Что же помешало русскому национализму превратиться в самостоятельную и значимую силу, стать полноценным субъектом российского политического процесса? Как уже отмечалось, в немалой степени этому препятствовало отсутствие у него привлекательной идеологии, способной выступить альтернативой коммунистической доктрине и взглядам либералов-западников. Также объединению мешали личные амбиции каждого отдельного националистического политика при отсутствии четко выраженного лидера. Многие из видных вождей националистов, являясь членами Верховного Совета России, отдали приоритет парламентской деятельности и не озаботились созданием серьезной организационно-кадровой структуры для широкогополитического движения .
Не могли националисты похвастаться особыми достижениями и в сфере массовой публичной политики, где, начиная с 1992 г., все более заметно доминировали вновь созданные российские компартии. После недолгого взлета организационной активности русский национализм оказался отодвинут на второй план возрождавшимся коммунистическим движением, которое довольно быстро, в течение 1992 г., взяло на себя роль ведущей оппозиционной силы во внепарламентской сфере российскойполитики
Подобно тому, как демократов до августа 1991 г. объединяло противостояние КПСС, так коммунистов и русских националистов, несмотря на все существовавшие между ними идеологические и политические различия, сближало категорическое неприятие радикальной модели экономических реформ и непризнание Беловежских соглашений, результировавшееся в жесткой оппозиции президенту и исполнительной власти. Идея создания широкой право-левой коалиции буквально носилась в воздухе. Роль одного из главных идеологических и организационных центров подобного объединения пыталась сыграть весьма популярная и влиятельная в оппозиционных кругах газета «День» (ныне «Завтра»), со страниц которой постоянно раздавались призывы к историческому примирению «белых» и «красных», их консолидации во имя национальной революции против «антинародного оккупационного режима». Фактически речь шла о создании отечественного варианта национального фронта по образцу и подобию национальных фронтов в оккупированных немцами в годы П мировой войны европейских странах, куда националисты должны были привнести идеологию, а коммунисты - обеспечить массовую поддержку через свои организационные структуры.

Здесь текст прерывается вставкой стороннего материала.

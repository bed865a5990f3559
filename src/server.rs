//! HTTP surface
//!
//! - `GET /`: blank form
//! - `POST /`: form submission, re-renders the form with the decision
//! - `POST /api/predict`: JSON applicant in, JSON report out
//! - `GET /healthz`: liveness
//!
//! The predictor is shared read-only across handlers; each request runs
//! validate → encode → predict → analyze to completion.

use crate::error::CreditError;
use crate::features::ApplicantInput;
use crate::ml::Predictor;
use crate::render::{render_page, Outcome};
use axum::extract::rejection::{FormRejection, JsonRejection};
use axum::extract::State;
use axum::http::StatusCode;
use axum::response::{Html, IntoResponse, Response};
use axum::routing::{get, post};
use axum::{Form, Json, Router};
use serde_json::json;
use std::sync::Arc;

/// Build the application router around a loaded predictor
pub fn router(predictor: Arc<Predictor>) -> Router {
    Router::new()
        .route("/", get(form_page).post(submit_form))
        .route("/api/predict", post(predict_json))
        .route("/healthz", get(healthz))
        .with_state(predictor)
}

fn status_for(err: &CreditError) -> StatusCode {
    if err.is_client_error() {
        StatusCode::UNPROCESSABLE_ENTITY
    } else {
        StatusCode::INTERNAL_SERVER_ERROR
    }
}

async fn form_page() -> Html<String> {
    Html(render_page(&ApplicantInput::default(), Outcome::Blank))
}

async fn submit_form(
    State(predictor): State<Arc<Predictor>>,
    form: Result<Form<Vec<(String, String)>>, FormRejection>,
) -> Response {
    let pairs = match form {
        Ok(Form(pairs)) => pairs,
        Err(rejection) => {
            log::warn!("Rejected form submission: {}", rejection.body_text());
            let err = CreditError::InvalidInput(rejection.body_text());
            let page = render_page(&ApplicantInput::default(), Outcome::Failed(&err));
            return (rejection.status(), Html(page)).into_response();
        }
    };

    let (input, problems) = ApplicantInput::from_form(&pairs);
    if !problems.is_empty() {
        log::warn!("Form submission has unreadable fields: {:?}", problems);
        let err = CreditError::InvalidInput(problems.join("; "));
        let page = render_page(&input, Outcome::Failed(&err));
        return (status_for(&err), Html(page)).into_response();
    }

    match predictor.assess(&input) {
        Ok(report) => {
            log::info!(
                "Form decision: {:?} (confidence {:.4})",
                report.decision.verdict,
                report.decision.confidence
            );
            Html(render_page(&input, Outcome::Report(&report))).into_response()
        }
        Err(err) => {
            log::warn!("Form submission failed: {}", err);
            let page = render_page(&input, Outcome::Failed(&err));
            (status_for(&err), Html(page)).into_response()
        }
    }
}

/// JSON error body: `{"error": "..."}`
struct ApiError(StatusCode, String);

impl From<CreditError> for ApiError {
    fn from(err: CreditError) -> Self {
        ApiError(status_for(&err), err.to_string())
    }
}

impl IntoResponse for ApiError {
    fn into_response(self) -> Response {
        (self.0, Json(json!({ "error": self.1 }))).into_response()
    }
}

async fn predict_json(
    State(predictor): State<Arc<Predictor>>,
    body: Result<Json<ApplicantInput>, JsonRejection>,
) -> Result<Response, ApiError> {
    let Json(input) = body.map_err(|rejection| {
        log::warn!("Rejected JSON body: {}", rejection.body_text());
        ApiError(rejection.status(), rejection.body_text())
    })?;

    let report = predictor.assess(&input).map_err(|err| {
        log::warn!("API prediction failed: {}", err);
        ApiError::from(err)
    })?;

    log::info!(
        "API decision: {:?} (confidence {:.4})",
        report.decision.verdict,
        report.decision.confidence
    );
    Ok(Json(report).into_response())
}

async fn healthz(State(predictor): State<Arc<Predictor>>) -> Json<serde_json::Value> {
    Json(json!({
        "status": "ok",
        "features": predictor.schema().len(),
    }))
}
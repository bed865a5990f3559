//! Artifact loading
//!
//! The classifier, the fitted scaler and the ordered feature-name list are
//! read once at process start. Any failure here is fatal: the service has
//! nothing to score with.

use super::classifier::{BinaryClassifier, Classifier};
use super::scaler::Scaler;
use crate::config::Config;
use crate::error::CreditError;
use crate::features::FeatureSchema;
use serde::de::DeserializeOwned;
use std::fs::File;
use std::io::BufReader;
use std::path::Path;

/// The three read-only model artifacts
#[derive(Debug)]
pub struct Artifacts {
    /// Ordered feature columns
    pub schema: FeatureSchema,
    /// Fitted scaler
    pub scaler: Scaler,
    /// Fitted classifier
    pub classifier: Box<dyn BinaryClassifier>,
}

impl Artifacts {
    /// Assemble artifacts from already-built parts
    pub fn new(
        schema: FeatureSchema,
        scaler: Scaler,
        classifier: Box<dyn BinaryClassifier>,
    ) -> Self {
        Self {
            schema,
            scaler,
            classifier,
        }
    }

    /// Load all three artifacts from the paths named by `config`
    ///
    /// # Arguments
    ///
    /// * `config` - Runtime configuration; only the artifact paths are read
    ///
    /// # Returns
    ///
    /// `Artifacts` holding the feature schema, the fitted scaler and the classifier
    ///
    /// # Errors
    ///
    /// Returns `CreditError::Artifact` if a file is missing or cannot be parsed.
    /// The service treats this as fatal at startup.
    ///
    /// # Example
    ///
    /// ```no_run
    /// use creditwise::{Artifacts, Config};
    ///
    /// let artifacts = Artifacts::load(&Config::from_env()?)?;
    /// println!("model expects {} features", artifacts.schema.len());
    /// # Ok::<(), creditwise::CreditError>(())
    /// ```
    pub fn load(config: &Config) -> Result<Self, CreditError> {
        Self::load_from_paths(
            &config.model_path(),
            &config.scaler_path(),
            &config.feature_names_path(),
        )
    }

    /// Load all three artifacts from explicit paths
    ///
    /// Only checks what deserialization itself implies (well-formed JSON,
    /// internally consistent arrays). Widths are not cross-checked between
    /// artifacts; a disagreement surfaces per request as
    /// `CreditError::SchemaMismatch`.
    pub fn load_from_paths(
        model_path: &Path,
        scaler_path: &Path,
        feature_names_path: &Path,
    ) -> Result<Self, CreditError> {
        let classifier: Classifier = read_json(model_path)?;
        classifier.validate()?;

        let scaler: Scaler = read_json(scaler_path)?;
        scaler.validate()?;

        let names: Vec<String> = read_json(feature_names_path)?;
        let schema = FeatureSchema::new(names)?;

        log::info!(
            "Loaded artifacts: {} feature columns, scaler width {:?}, classifier width {}",
            schema.len(),
            scaler.n_features(),
            classifier.n_features()
        );

        if scaler.n_features().is_some_and(|w| w != schema.len())
            || classifier.n_features() != schema.len()
        {
            log::warn!("Artifact widths disagree with the feature list; predictions will fail");
        }

        Ok(Self::new(schema, scaler, Box::new(classifier)))
    }
}

fn read_json<T: DeserializeOwned>(path: &Path) -> Result<T, CreditError> {
    log::debug!("Reading artifact {}", path.display());

    let file = File::open(path)
        .map_err(|e| CreditError::Artifact(format!("cannot open {}: {}", path.display(), e)))?;

    serde_json::from_reader(BufReader::new(file))
        .map_err(|e| CreditError::Artifact(format!("cannot parse {}: {}", path.display(), e)))
}

#[cfg(test)]
mod tests {
    use super::*;
    use std::path::PathBuf;
    use tempfile::{tempdir, TempDir};

    fn write(dir: &TempDir, name: &str, contents: &str) -> PathBuf {
        let path = dir.path().join(name);
        std::fs::write(&path, contents).unwrap();
        path
    }

    #[test]
    fn test_load_valid_artifacts() {
        let dir = tempdir().unwrap();
        let model = write(
            &dir,
            "loan_model.json",
            r#"{"kind": "logistic_regression", "coef": [0.1, 0.2], "intercept": 0.0}"#,
        );
        let scaler = write(
            &dir,
            "scaler.json",
            r#"{"kind": "standard", "mean": [0.0, 0.0], "scale": [1.0, 1.0]}"#,
        );
        let names = write(&dir, "feature_names.json", r#"["Credit_Score", "DTI_Ratio"]"#);

        let artifacts = Artifacts::load_from_paths(&model, &scaler, &names).unwrap();
        assert_eq!(artifacts.schema.len(), 2);
        assert_eq!(artifacts.classifier.n_features(), 2);
    }

    #[test]
    fn test_missing_file_is_artifact_error() {
        let dir = tempdir().unwrap();
        let names = write(&dir, "feature_names.json", r#"["Age"]"#);
        let missing = dir.path().join("nope.json");

        let err = Artifacts::load_from_paths(&missing, &missing, &names).unwrap_err();
        assert!(matches!(err, CreditError::Artifact(msg) if msg.contains("cannot open")));
    }

    #[test]
    fn test_garbage_is_artifact_error() {
        let dir = tempdir().unwrap();
        let model = write(&dir, "loan_model.json", "\u{80}\u{3}pickle");
        let scaler = write(&dir, "scaler.json", r#"{"kind": "identity"}"#);
        let names = write(&dir, "feature_names.json", r#"["Age"]"#);

        let err = Artifacts::load_from_paths(&model, &scaler, &names).unwrap_err();
        assert!(matches!(err, CreditError::Artifact(msg) if msg.contains("cannot parse")));
    }

    #[test]
    fn test_width_disagreement_still_loads() {
        let dir = tempdir().unwrap();
        let model = write(
            &dir,
            "loan_model.json",
            r#"{"kind": "linear_svm", "coef": [1.0, 1.0, 1.0], "intercept": 0.0}"#,
        );
        let scaler = write(&dir, "scaler.json", r#"{"kind": "identity"}"#);
        let names = write(&dir, "feature_names.json", r#"["Age", "Savings"]"#);

        assert!(Artifacts::load_from_paths(&model, &scaler, &names).is_ok());
    }
}
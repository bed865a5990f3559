//! Feature assembly
//!
//! Turns a form submission into the fixed-width row the model was fitted on:
//! - Applicant record and categorical enumerations
//! - Feature schema (column order, name→index map)
//! - Encoder (numeric columns, DTI ratio, one-hot expansion)

pub mod applicant;
pub mod encoder;
pub mod schema;

pub use applicant::{
    ApplicantInput, Categorical, EducationLevel, EmployerCategory, EmploymentStatus, FormSection,
    Gender, LoanPurpose, MaritalStatus, NumericField, PropertyArea, NUMERIC_FIELDS,
};
pub use encoder::{dti_ratio, encode, savings_ratio};
pub use schema::{FeatureSchema, FeatureVector};
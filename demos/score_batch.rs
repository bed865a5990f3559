//! Example: Score many applicants in parallel
//!
//! Usage:
//!   cargo run --release --example score_batch -- [--jobs N] [--json] [--artifacts DIR] <applicants.jsonl>
//!
//! Notes:
//! - One applicant JSON object per line; blank lines are skipped.
//! - Parallelism is across applicants. The predictor is shared read-only.
//! - Default workers: (available CPU threads - 1), keeping one core free for the system.

use creditwise::{ApplicantInput, Artifacts, Config, DecisionReport, Predictor};
use rayon::prelude::*;
use std::env;
use std::path::PathBuf;
use std::time::Instant;

fn default_jobs() -> usize {
    let n = std::thread::available_parallelism().map(|v| v.get()).unwrap_or(1);
    std::cmp::max(1, n.saturating_sub(1))
}

struct ItemOut {
    line: usize,
    result: Result<DecisionReport, String>,
}

fn main() -> Result<(), Box<dyn std::error::Error>> {
    env_logger::init();

    let mut args: Vec<String> = env::args().skip(1).collect();

    let mut json = false;
    let mut jobs: Option<usize> = None;
    let mut artifact_dir: Option<PathBuf> = None;
    let mut path: Option<String> = None;

    while let Some(a) = args.first().cloned() {
        args.remove(0);
        match a.as_str() {
            "--json" => json = true,
            "--jobs" => {
                let v = args
                    .first()
                    .ok_or("--jobs requires a value")?
                    .parse::<usize>()?;
                args.remove(0);
                jobs = Some(std::cmp::max(1, v));
            }
            "--artifacts" => {
                let dir = args.first().ok_or("--artifacts requires a directory")?;
                artifact_dir = Some(PathBuf::from(dir));
                args.remove(0);
            }
            "--help" | "-h" => {
                eprintln!(
                    "Usage: score_batch [--jobs N] [--json] [--artifacts DIR] <applicants.jsonl>\n\
                     \n\
                     --jobs N         Parallel workers (default: CPU-1)\n\
                     --json           Emit one JSON report per line (JSONL)\n\
                     --artifacts DIR  Artifact directory (default: $CREDITWISE_ARTIFACT_DIR or .)\n"
                );
                return Ok(());
            }
            _ => path = Some(a),
        }
    }

    let Some(path) = path else {
        eprintln!("ERROR: Provide a JSONL file of applicants. Use --help for usage.");
        std::process::exit(2);
    };

    let mut config = Config::from_env()?;
    if let Some(dir) = artifact_dir {
        config.artifact_dir = dir;
    }
    let predictor = Predictor::new(Artifacts::load(&config)?);

    let contents = std::fs::read_to_string(&path)?;
    let lines: Vec<(usize, &str)> = contents
        .lines()
        .enumerate()
        .filter(|(_, l)| !l.trim().is_empty())
        .map(|(i, l)| (i + 1, l))
        .collect();

    let jobs = jobs.unwrap_or_else(default_jobs);
    eprintln!("Batch: {} applicants, jobs={}", lines.len(), jobs);

    let t0 = Instant::now();
    let pool = rayon::ThreadPoolBuilder::new().num_threads(jobs).build()?;

    let outs: Vec<ItemOut> = pool.install(|| {
        lines
            .par_iter()
            .map(|&(line, text)| {
                let result = serde_json::from_str::<ApplicantInput>(text)
                    .map_err(|e| format!("parse failed: {e}"))
                    .and_then(|input| {
                        predictor
                            .assess(&input)
                            .map_err(|e| format!("scoring failed: {e}"))
                    });
                ItemOut { line, result }
            })
            .collect()
    });

    let mut approved = 0usize;
    for o in &outs {
        match (&o.result, json) {
            (Ok(report), true) => {
                println!(
                    "{{\"line\":{},\"report\":{}}}",
                    o.line,
                    serde_json::to_string(report)?
                );
            }
            (Ok(report), false) => {
                println!(
                    "[line {}] {} (confidence={:.2}%) risks={} strengths={}",
                    o.line,
                    report.decision.verdict.headline(),
                    report.decision.confidence_percent(),
                    report.flags.risk_count(),
                    report.flags.strength_count()
                );
            }
            (Err(e), true) => {
                println!("{{\"line\":{},\"error\":{}}}", o.line, serde_json::to_string(e)?);
            }
            (Err(e), false) => println!("[line {}] ERROR: {}", o.line, e),
        }
        if let Ok(report) = &o.result {
            if report.decision.verdict == creditwise::Verdict::Approved {
                approved += 1;
            }
        }
    }

    let ok = outs.iter().filter(|o| o.result.is_ok()).count();
    eprintln!(
        "Done: ok={}/{} approved={} wall={:.0}ms",
        ok,
        outs.len(),
        approved,
        t0.elapsed().as_secs_f64() * 1000.0
    );

    Ok(())
}
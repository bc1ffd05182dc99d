//! Storage backends the leader flushes quota tables to.
use std::collections::HashMap;
use std::path::{Path, PathBuf};
use std::sync::{Arc, Mutex, PoisonError};

use async_trait::async_trait;
use chrono::{DateTime, Utc};
use tracing::debug;

use crate::crdt::{GCounter, GrowOnlyCounter};
use crate::error::BoxError;
use crate::quota::{Quota, QuotaTable};

/// Receives the full quota table on every leader flush tick
#[async_trait]
pub trait Flusher<C: GrowOnlyCounter>: Send + Sync {
    async fn flush(&self, quotas: &QuotaTable<C>) -> Result<(), BoxError>;
}

#[async_trait]
impl<C, F> Flusher<C> for Arc<F>
where
    C: GrowOnlyCounter,
    F: Flusher<C> + ?Sized,
{
    async fn flush(&self, quotas: &QuotaTable<C>) -> Result<(), BoxError> {
        (**self).flush(quotas).await
    }
}

#[derive(Debug)]
struct Stored<C> {
    quotas: HashMap<String, Quota<C>>,
    flush_count: u64,
    last_flushed_at: Option<DateTime<Utc>>,
}

/// Keeps the latest flushed copy of every quota in memory.
///
/// Entries are overwritten on each flush and never removed, so a quota that
/// was deleted after being flushed is still visible here.
#[derive(Debug)]
pub struct MemoryFlusher<C = GCounter> {
    stored: Mutex<Stored<C>>,
}

impl<C: GrowOnlyCounter> MemoryFlusher<C> {
    pub fn new() -> Self {
        Self {
            stored: Mutex::new(Stored {
                quotas: HashMap::new(),
                flush_count: 0,
                last_flushed_at: None,
            }),
        }
    }

    fn stored(&self) -> std::sync::MutexGuard<'_, Stored<C>> {
        self.stored.lock().unwrap_or_else(PoisonError::into_inner)
    }

    pub fn get(&self, id: &str) -> Option<Quota<C>> {
        self.stored().quotas.get(id).cloned()
    }

    pub fn len(&self) -> usize {
        self.stored().quotas.len()
    }

    pub fn is_empty(&self) -> bool {
        self.stored().quotas.is_empty()
    }

    pub fn flush_count(&self) -> u64 {
        self.stored().flush_count
    }

    pub fn last_flushed_at(&self) -> Option<DateTime<Utc>> {
        self.stored().last_flushed_at
    }
}

impl<C: GrowOnlyCounter> Default for MemoryFlusher<C> {
    fn default() -> Self {
        Self::new()
    }
}

#[async_trait]
impl<C: GrowOnlyCounter> Flusher<C> for MemoryFlusher<C> {
    async fn flush(&self, quotas: &QuotaTable<C>) -> Result<(), BoxError> {
        let mut stored = self.stored();
        for (id, quota) in quotas.iter() {
            stored.quotas.insert(id.clone(), quota.clone());
        }
        stored.flush_count += 1;
        stored.last_flushed_at = Some(Utc::now());
        Ok(())
    }
}

/// Writes the table as pretty JSON, replacing the file atomically
#[derive(Clone, Debug)]
pub struct JsonFileFlusher {
    path: PathBuf,
}

impl JsonFileFlusher {
    pub fn new(path: impl Into<PathBuf>) -> Self {
        Self { path: path.into() }
    }

    pub fn path(&self) -> &Path {
        &self.path
    }

    /// Read back a table written by this flusher
    pub async fn load<C: GrowOnlyCounter>(&self) -> Result<QuotaTable<C>, BoxError> {
        let data = tokio::fs::read(&self.path).await?;
        Ok(serde_json::from_slice(&data)?)
    }
}

#[async_trait]
impl<C: GrowOnlyCounter> Flusher<C> for JsonFileFlusher {
    async fn flush(&self, quotas: &QuotaTable<C>) -> Result<(), BoxError> {
        let data = serde_json::to_vec_pretty(quotas)?;
        let tmp = self.path.with_extension("tmp");
        tokio::fs::write(&tmp, &data).await?;
        tokio::fs::rename(&tmp, &self.path).await?;
        debug!(
            "Flushed {} quotas ({} bytes) to {}",
            quotas.len(),
            data.len(),
            self.path.display()
        );
        Ok(())
    }
}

Однако фактические результаты объединительных усилий оказались более чем скромными. Хотя 1 марта 1992 г. и было провозглашено создание объединенной оппозиции, на деле она оказалась в исключительном ведении русских националистов, коммунисты же дезавуировали свои первоначальные намерения. Руководство Фронта национального спасения (ФНС) - еще одной право-левой коалиции - также состояло преимущественно из националистов, хотя по мере усиления коммунистического движения, особенно после восстановления в феврале 1993 г. КПРФ, коммунисты все чаще высказывали намерение прибрать его к своим рукам, что, в свою очередь, привело к выходу из фронта некоторых русских националистических организаций .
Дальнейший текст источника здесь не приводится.